Portanto, continua, “não está plenamente justificada a escolha da FDTE para a contratação direta”, de modo que “a melhor prática de gestão pública, em obediência aos princípios da Administração Pública, a saber Legalidade, Impessoalidade, Moralidade, Publicidade e Eficiência, seria promover — ao menos — uma seleção/chamamento de interessados a prestar os mesmos serviços”, diz a representação. Essa situação estende-se aos outros dois contratos, considera.
Parlamentar não conseguiu acessar processo relativo à revisão do Plano Diretor
No processo 6022.2020/0002785-0, há apenas mais uma pesquisa de preços com a empresa SIS3 Soluções Integradas Ltda. “Referida empresa oferece um valor maior que a FDTE, mas não há no processo nem mesmo a solicitação da SIURB para tal empresa, o que por si só, já demonstra uma falha processual grave”, diz Donato.
Quanto ao processo 6012.2020/0032238-6, em que a Secretaria Municipal das Subprefeituras (SMSUB) contrata a FDTE para “prestação de serviços para manutenção do sistema de gestão do pavimento existente por meio de sensores inerciais e de inteligência artificial”, consta apenas o orçamento feito pela própria SMSUB com base nas tabelas SIURB e SINAPI pesquisa de mercado, perfazendo o valor total de R$ 4.352.528,65. “Coincidência ou não, o valor da proposta da Fundação para o Desenvolvimento Tecnológico da Engenharia – FDTE, foi de de R$ 4.352.528,65. Não há mais nenhuma pesquisa de mercado ou chamamento de outros interessados”.
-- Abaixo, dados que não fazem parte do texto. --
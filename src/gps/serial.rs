//! # Serial GPS Provider
//!
//! [`PositionProvider`] backed by an NMEA receiver on a serial port.
//!
//! Receivers typically report at 1Hz. Fixes are forwarded at most once per
//! tracking interval; [`request_single`](PositionProvider::request_single)
//! lets the next valid fix through regardless.

use async_trait::async_trait;
use std::sync::atomic::{AtomicBool, Ordering};
use std::sync::Arc;
use std::time::Duration;
use tokio::task::JoinHandle;
use tokio::time::Instant;
use tracing::{debug, info, warn};

use super::fix::FixAssembler;
use super::port_trait::{NmeaSource, TokioSerialSource};
use super::{PositionProvider, SampleEvent, SampleSender};
use crate::error::{RelayError, Result};

/// Serial NMEA position provider
pub struct SerialGpsProvider {
    port: String,
    baud_rate: u32,
    device_id: String,
    interval: Duration,
    single_requested: Arc<AtomicBool>,
    reader: Option<JoinHandle<()>>,
}

impl std::fmt::Debug for SerialGpsProvider {
    fn fmt(&self, f: &mut std::fmt::Formatter<'_>) -> std::fmt::Result {
        f.debug_struct("SerialGpsProvider")
            .field("port", &self.port)
            .field("baud_rate", &self.baud_rate)
            .field("running", &self.is_running())
            .finish_non_exhaustive()
    }
}

impl SerialGpsProvider {
    /// Create a provider; the port is opened by `start_updates`
    ///
    /// # Arguments
    ///
    /// * `port` - Serial device path (e.g., "/dev/ttyACM0")
    /// * `baud_rate` - Receiver baud rate
    /// * `device_id` - Device identifier stamped on every position
    /// * `interval` - Minimum spacing between forwarded fixes
    pub fn new(port: impl Into<String>, baud_rate: u32, device_id: impl Into<String>, interval: Duration) -> Self {
        Self {
            port: port.into(),
            baud_rate,
            device_id: device_id.into(),
            interval,
            single_requested: Arc::new(AtomicBool::new(false)),
            reader: None,
        }
    }

    pub fn is_running(&self) -> bool {
        self.reader.as_ref().is_some_and(|reader| !reader.is_finished())
    }

    /// Start reading from an already opened source
    pub fn start_with_source<S>(&mut self, source: S, sink: SampleSender)
    where
        S: NmeaSource + 'static,
    {
        self.stop_reader();
        self.reader = Some(tokio::spawn(read_fixes(
            source,
            FixAssembler::new(self.device_id.clone()),
            sink,
            self.interval,
            Arc::clone(&self.single_requested),
        )));
    }

    fn stop_reader(&mut self) {
        if let Some(reader) = self.reader.take() {
            reader.abort();
        }
    }
}

impl Drop for SerialGpsProvider {
    fn drop(&mut self) {
        self.stop_reader();
    }
}

#[async_trait]
impl PositionProvider for SerialGpsProvider {
    async fn start_updates(&mut self, sink: SampleSender) -> Result<()> {
        let source = TokioSerialSource::open(&self.port, self.baud_rate)?;
        info!("Reading NMEA from {} at {} baud", self.port, self.baud_rate);
        self.start_with_source(source, sink);
        Ok(())
    }

    async fn stop_updates(&mut self) -> Result<()> {
        self.stop_reader();
        debug!("GPS updates stopped");
        Ok(())
    }

    fn request_single(&mut self) -> Result<()> {
        if !self.is_running() {
            return Err(RelayError::Gps("GPS updates are not running".to_string()));
        }
        self.single_requested.store(true, Ordering::SeqCst);
        Ok(())
    }
}

/// Reader task: parse sentences and forward throttled fixes
async fn read_fixes<S: NmeaSource>(
    mut source: S,
    mut assembler: FixAssembler,
    sink: SampleSender,
    interval: Duration,
    single_requested: Arc<AtomicBool>,
) {
    let mut last_forwarded: Option<Instant> = None;

    loop {
        let sentence = match source.next_sentence().await {
            Ok(Some(sentence)) => sentence,
            Ok(None) => {
                warn!("GPS stream ended");
                let _ = sink.send(SampleEvent::Error("GPS stream ended".to_string()));
                break;
            }
            Err(e) => {
                warn!("GPS read failed: {}", e);
                let _ = sink.send(SampleEvent::Error(format!("GPS read failed: {}", e)));
                break;
            }
        };

        let Some(position) = assembler.feed(&sentence) else {
            continue;
        };

        let forced = single_requested.swap(false, Ordering::SeqCst);
        let due = last_forwarded.map_or(true, |at| at.elapsed() >= interval);
        if !(forced || due) {
            continue;
        }

        last_forwarded = Some(Instant::now());
        if sink.send(SampleEvent::Position(position)).is_err() {
            debug!("Sample receiver gone, stopping GPS reader");
            break;
        }
    }
}
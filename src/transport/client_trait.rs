//! Async transport abstraction used by the tracking controller

use async_trait::async_trait;
use std::sync::Arc;
use tracing::warn;

use super::Transport;

/// Trait for asynchronous request delivery
///
/// Resolves exactly once with the outcome of the send.
#[async_trait]
pub trait AsyncTransport: Send + Sync {
    /// Send a GET request, resolving to `true` iff the collector answered 2xx
    async fn send(&self, request: String) -> bool;
}

/// Runs a blocking [`Transport`] on tokio's blocking thread pool
pub struct BlockingAdapter<T> {
    inner: Arc<T>,
}

impl<T> BlockingAdapter<T> {
    pub fn new(inner: T) -> Self {
        Self { inner: Arc::new(inner) }
    }
}

#[async_trait]
impl<T: Transport + 'static> AsyncTransport for BlockingAdapter<T> {
    async fn send(&self, request: String) -> bool {
        let inner = Arc::clone(&self.inner);
        match tokio::task::spawn_blocking(move || inner.send(&request)).await {
            Ok(delivered) => delivered,
            Err(e) => {
                warn!("Transport worker did not complete: {}", e);
                false
            }
        }
    }
}

#[cfg(test)]
pub mod mocks {
    use super::*;
    use std::collections::VecDeque;
    use std::sync::Mutex;

    /// Mock transport for testing
    ///
    /// Records every request. Outcomes are taken from `outcomes` in order;
    /// once exhausted every send succeeds.
    #[derive(Clone, Default)]
    pub struct MockTransport {
        pub requests: Arc<Mutex<Vec<String>>>,
        pub outcomes: Arc<Mutex<VecDeque<bool>>>,
    }

    impl MockTransport {
        pub fn new() -> Self {
            Self::default()
        }

        pub fn get_requests(&self) -> Vec<String> {
            self.requests.lock().unwrap().clone()
        }

        pub fn push_outcome(&self, delivered: bool) {
            self.outcomes.lock().unwrap().push_back(delivered);
        }

        pub fn fail_next(&self, count: usize) {
            for _ in 0..count {
                self.push_outcome(false);
            }
        }
    }

    #[async_trait]
    impl AsyncTransport for MockTransport {
        async fn send(&self, request: String) -> bool {
            self.requests.lock().unwrap().push(request);
            self.outcomes.lock().unwrap().pop_front().unwrap_or(true)
        }
    }
}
Donato denuncia ainda falta de transparência, uma vez que o processo SEI 6068.2021/0002287-8, que diz respeito a serviços relativos à revisão do Plano Diretor Estratégico, está com todos os documentos com acesso restrito. “Não entendemos o motivo pelo qual tal processo teria caráter sigiloso, motivo pelo qual levamos este tópico também a esta Corte de Contas, para que solicite o processo e, além da análise formal dos documentos processuais, possa averiguar se há de fato necessidade de declaração de sigilo. Destacamos que tem se tornado rotina a atual administração manter sigilo sobre suas contratações (vide recentemente o caso dos contratos da Fórmula 1), ferindo assim pressuposto básico de legalidade dos contratos, qual seja, a devida publicidade e transparência”.
Sobre isso, ele informou ao TCM que solicitou “imediato acesso aos documentos” relacionados ao processo, e que “após termos acesso aos documentos poderemos fazer aditamento à presente peça, especialmente no sentido de requerer medida liminar de suspensão da contratação se necessário for”.